#### [Work request]
Word for word, transcribe the data below from the line with "for i in 0..HAND_SIZE" to the line with "assert_eq!(zones.hand.len(), HAND_SIZE);", keeping both of those lines.

──────── Supplied records ────────

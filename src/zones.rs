//! Game zones (Deck, Hand, Board, Lands, Graveyard)

use crate::core::Card;
use serde::{Deserialize, Serialize};

pub const HAND_SIZE: usize = 10;
pub const BOARD_SIZE: usize = 10;
pub const LAND_SIZE: usize = 10;
pub const DECK_SIZE: usize = 60;
pub const GRAVEYARD_SIZE: usize = 60;

/// Different zones where cards can exist
#[derive(Debug, Clone, Copy, PartialEq, Eq, Hash, Serialize, Deserialize)]
pub enum ZoneKind {
    Deck,
    Hand,
    Board,
    Lands,
    Graveyard,
}

impl ZoneKind {
    /// Fixed number of cards a zone of this kind may hold
    pub fn capacity(self) -> usize {
        match self {
            ZoneKind::Deck => DECK_SIZE,
            ZoneKind::Hand => HAND_SIZE,
            ZoneKind::Board => BOARD_SIZE,
            ZoneKind::Lands => LAND_SIZE,
            ZoneKind::Graveyard => GRAVEYARD_SIZE,
        }
    }
}

/// Result of drawing from a deck into a hand
#[derive(Debug, Clone, Copy, PartialEq, Eq)]
pub enum DrawOutcome {
    Drawn,
    /// Hand at capacity; the card stays in the deck
    HandFull,
    /// Nothing left to draw; the drawing player loses
    DeckEmpty,
}

/// An ordered, bounded sequence of cards
///
/// Removal shifts later cards left, so order is stable. The deck draws from
/// the end.
#[derive(Debug, Clone, PartialEq, Eq, Serialize, Deserialize)]
pub struct Zone {
    pub kind: ZoneKind,
    cards: Vec<Card>,
}

impl Zone {
    pub fn new(kind: ZoneKind) -> Self {
        Zone {
            kind,
            cards: Vec::with_capacity(kind.capacity()),
        }
    }

    pub fn capacity(&self) -> usize {
        self.kind.capacity()
    }

    pub fn len(&self) -> usize {
        self.cards.len()
    }

    pub fn is_empty(&self) -> bool {
        self.cards.is_empty()
    }

    pub fn is_full(&self) -> bool {
        self.cards.len() >= self.capacity()
    }

    /// Append a card. Panics when the zone is at capacity; callers check first.
    pub fn push(&mut self, card: Card) {
        assert!(
            !self.is_full(),
            "{:?} zone overflow (capacity {})",
            self.kind,
            self.capacity()
        );
        self.cards.push(card);
    }

    /// Remove the card at `idx`, shifting later cards left
    pub fn remove(&mut self, idx: usize) -> Card {
        self.cards.remove(idx)
    }

    pub fn get(&self, idx: usize) -> Option<&Card> {
        self.cards.get(idx)
    }

    pub fn get_mut(&mut self, idx: usize) -> Option<&mut Card> {
        self.cards.get_mut(idx)
    }

    pub fn iter(&self) -> std::slice::Iter<'_, Card> {
        self.cards.iter()
    }

    pub fn iter_mut(&mut self) -> std::slice::IterMut<'_, Card> {
        self.cards.iter_mut()
    }

    pub fn cards(&self) -> &[Card] {
        &self.cards
    }

    /// Look at the next card a draw would take
    pub fn peek_top(&self) -> Option<&Card> {
        self.cards.last()
    }

    /// Fisher-Yates shuffle in place
    pub fn shuffle(&mut self, rng: &mut impl rand::Rng) {
        use rand::seq::SliceRandom;
        self.cards.shuffle(rng);
    }

    pub fn clear(&mut self) {
        self.cards.clear();
    }
}

/// Collection of all zones for a player
#[derive(Debug, Clone, PartialEq, Eq, Serialize, Deserialize)]
pub struct PlayerZones {
    pub deck: Zone,
    pub hand: Zone,
    pub board: Zone,
    pub lands: Zone,
    pub graveyard: Zone,
}

impl PlayerZones {
    pub fn new() -> Self {
        PlayerZones {
            deck: Zone::new(ZoneKind::Deck),
            hand: Zone::new(ZoneKind::Hand),
            board: Zone::new(ZoneKind::Board),
            lands: Zone::new(ZoneKind::Lands),
            graveyard: Zone::new(ZoneKind::Graveyard),
        }
    }

    pub fn zone(&self, kind: ZoneKind) -> &Zone {
        match kind {
            ZoneKind::Deck => &self.deck,
            ZoneKind::Hand => &self.hand,
            ZoneKind::Board => &self.board,
            ZoneKind::Lands => &self.lands,
            ZoneKind::Graveyard => &self.graveyard,
        }
    }

    pub fn zone_mut(&mut self, kind: ZoneKind) -> &mut Zone {
        match kind {
            ZoneKind::Deck => &mut self.deck,
            ZoneKind::Hand => &mut self.hand,
            ZoneKind::Board => &mut self.board,
            ZoneKind::Lands => &mut self.lands,
            ZoneKind::Graveyard => &mut self.graveyard,
        }
    }

    /// Move the card at `idx` from one zone to the end of another
    ///
    /// Panics if the destination is full.
    pub fn move_card(&mut self, from: ZoneKind, to: ZoneKind, idx: usize) {
        assert!(
            !self.zone(to).is_full(),
            "cannot move card into full {to:?} zone"
        );
        let card = self.zone_mut(from).remove(idx);
        self.zone_mut(to).push(card);
    }

    /// Draw the top (last) card of the deck into the hand
    pub fn draw(&mut self) -> DrawOutcome {
        if self.deck.is_empty() {
            return DrawOutcome::DeckEmpty;
        }
        if self.hand.is_full() {
            return DrawOutcome::HandFull;
        }
        let top = self.deck.len() - 1;
        self.move_card(ZoneKind::Deck, ZoneKind::Hand, top);
        DrawOutcome::Drawn
    }

    /// Empty every zone
    pub fn clear(&mut self) {
        for kind in [
            ZoneKind::Deck,
            ZoneKind::Hand,
            ZoneKind::Board,
            ZoneKind::Lands,
            ZoneKind::Graveyard,
        ] {
            self.zone_mut(kind).clear();
        }
    }
}

impl Default for PlayerZones {
    fn default() -> Self {
        Self::new()
    }
}

#[cfg(test)]
mod tests {
    use super::*;

    fn named(name: &str) -> Card {
        Card::land(name)
    }

    #[test]
    fn test_remove_preserves_order() {
        let mut zone = Zone::new(ZoneKind::Hand);
        for name in ["a", "b", "c", "d"] {
            zone.push(named(name));
        }

        let removed = zone.remove(1);
        assert_eq!(removed.name, "b");
        let names: Vec<&str> = zone.iter().map(|c| c.name.as_str()).collect();
        assert_eq!(names, vec!["a", "c", "d"]);
    }

    #[test]
    #[should_panic(expected = "overflow")]
    fn test_push_past_capacity_panics() {
        let mut zone = Zone::new(ZoneKind::Board);
        for i in 0..=BOARD_SIZE {
            zone.push(Card::creature(format!("c{i}"), 1, 1, 1));
        }
    }

    #[test]
    fn test_draw_takes_from_end() {
        let mut zones = PlayerZones::new();
        zones.deck.push(named("bottom"));
        zones.deck.push(named("top"));

        assert_eq!(zones.draw(), DrawOutcome::Drawn);
        assert_eq!(zones.hand.get(0).unwrap().name, "top");
        assert_eq!(zones.deck.len(), 1);
    }

    #[test]
    fn test_draw_with_full_hand_skips() {
        let mut zones = PlayerZones::new();
        for i in 0..HAND_SIZE {
            zones.hand.push(named(&format!("h{i}")));
        }
        zones.deck.push(named("top"));

        assert_eq!(zones.draw(), DrawOutcome::HandFull);
        assert_eq!(zones.deck.len(), 1);
        assert_eq!(zones.hand.len(), HAND_SIZE);
    }

    #[test]
    fn test_draw_from_empty_deck() {
        let mut zones = PlayerZones::new();
        assert_eq!(zones.draw(), DrawOutcome::DeckEmpty);
    }

    #[test]
    #[should_panic(expected = "full")]
    fn test_move_into_full_zone_panics() {
        let mut zones = PlayerZones::new();
        for i in 0..LAND_SIZE {
            zones.lands.push(named(&format!("l{i}")));
        }
        zones.hand.push(named("extra"));
        zones.move_card(ZoneKind::Hand, ZoneKind::Lands, 0);
    }

    #[test]
    fn test_shuffle_keeps_cards() {
        use rand::SeedableRng;
        let mut rng = rand_chacha::ChaCha12Rng::seed_from_u64(7);
        let mut deck = Zone::new(ZoneKind::Deck);
        for i in 0..DECK_SIZE {
            deck.push(named(&format!("card{i}")));
        }
        deck.shuffle(&mut rng);
        assert_eq!(deck.len(), DECK_SIZE);
        let mut names: Vec<String> = deck.iter().map(|c| c.name.clone()).collect();
        names.sort();
        names.dedup();
        assert_eq!(names.len(), DECK_SIZE);
    }
}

────────

#### [Expected output]
        for i in 0..HAND_SIZE {
            zones.hand.push(named(&format!("h{i}")));
        }
        zones.deck.push(named("top"));

        assert_eq!(zones.draw(), DrawOutcome::HandFull);
        assert_eq!(zones.deck.len(), 1);
        assert_eq!(zones.hand.len(), HAND_SIZE);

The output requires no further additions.